Наконец один из приятелей маркиза, бывший проницательнее остальных, спросил:

— Вы хотите сказать, что нашли новую «несравненную», которую никто из нас прежде не видел?

— Ни за что бы не подумал, что вы не способны понимать обыкновенные английские слова, — ответил маркиз. — Но раз вы не верите мне, предлагаю принять приглашения, которые вы получите завтра от моей бабушки, герцогини Рэксхем, на бал, назначенный на вечер в пятницу.

— Бал, посвященный неизвестной красавице? — воскликнул кто-то. — Равенторп, вы не прекращаете поражать меня!

Маркиз встал.

— Рад слышать это, — сказал он, — ибо на меня навевает прямо-таки невыносимую скуку бесконечное повторение очевидного. Новый человек даст вам новую тему для разговоров!

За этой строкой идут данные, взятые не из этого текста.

//! Command implementations for the Folio CLI.

pub mod config;
pub mod resolve;
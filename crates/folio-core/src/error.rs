//! Error types for the Folio image-resource subsystem.
//!
//! Load failures are recovered inside the resource loader and surface to the
//! layout engine only as resources with an absent image. The error enums
//! exist so the individual stages (decode, embedded data, fetch) can report
//! precisely what went wrong to the log and to direct API users.

use thiserror::Error;

/// Top-level error type for Folio operations.
#[derive(Error, Debug)]
pub enum FolioError {
    /// Configuration-related errors
    #[error("Configuration error: {0}")]
    Config(#[from] ConfigError),

    /// Image loading errors
    #[error("Load error: {0}")]
    Load(#[from] LoadError),

    /// General I/O errors
    #[error("IO error: {0}")]
    Io(#[from] std::io::Error),
}

/// Configuration-specific errors.
#[derive(Error, Debug)]
pub enum ConfigError {
    /// Failed to read the config file from disk
    #[error("Failed to read config file: {0}")]
    ReadError(#[from] std::io::Error),

    /// Failed to parse TOML configuration
    #[error("Failed to parse config: {0}")]
    ParseError(#[from] toml::de::Error),

    /// Failed to serialize configuration back to TOML
    #[error("Failed to serialize config: {0}")]
    SerializeError(#[from] toml::ser::Error),

    /// Configuration values are invalid
    #[error("Invalid configuration: {0}")]
    ValidationError(String),
}

/// Image loading errors, organized by stage.
///
/// Every variant is non-fatal to a rendering session: the loader logs it and
/// hands the caller a resource with no image.
#[derive(Error, Debug)]
pub enum LoadError {
    /// No byte stream could be obtained for the reference
    /// (unsupported scheme, not found, unreachable)
    #[error("no stream obtainable for '{reference}'")]
    Unresolvable { reference: String },

    /// An embedded data reference carried a malformed or non-base64 payload
    #[error("embedded image data is malformed: {message}")]
    EmbeddedData { message: String },

    /// The fetched bytes are not a recognized or parsable image encoding
    #[error("cannot decode image bytes: {message}")]
    Decode { message: String },

    /// The reference points at a PDF document; PDF-as-image is unimplemented
    #[error("PDF-as-image is not implemented for '{reference}'")]
    PdfUnsupported { reference: String },

    /// Reading the byte stream failed partway through
    #[error("cannot read stream for '{reference}': {source}")]
    Io {
        reference: String,
        source: std::io::Error,
    },
}

/// Convenience type alias for Folio results.
pub type Result<T> = std::result::Result<T, FolioError>;

/// Convenience type alias for load-stage results.
pub type LoadResult<T> = std::result::Result<T, LoadError>;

Сделав этот прощальный выстрел, он покинул салон, оставив за собой все нарастающий гул голосов.

Маркиз знал, что его слова к вечеру будут разнесены по всем знатным домам Лондона. Удар будет усилен рассказами тех, кто удостоился чести быть приглашенным на прием к герцогине.

Задолго до пятницы высший свет будет бурлить от любопытства.

Лишь человек, обладающий организаторскими способностями маркиза, мог устроить все с такой скоростью.

Используя кое-какие свои связи, маркиз сумел быстро отпечатать приглашения, и уже к обеду на следующий день его слуги разнесли их по всему Лондону.

К счастью, на вечер в пятницу не было назначено никаких других значительных балов и приемов. Впрочем, сомнительно, чтобы и в этом случае кто-либо отказался от приглашения маркиза, так как любопытство лондонской аристократии росло с каждым часом.

Как только стала известна личность Улы, история бегства ее матери стала пересказываться снова и снова, обрастая все новыми захватывающими романтическими подробностями.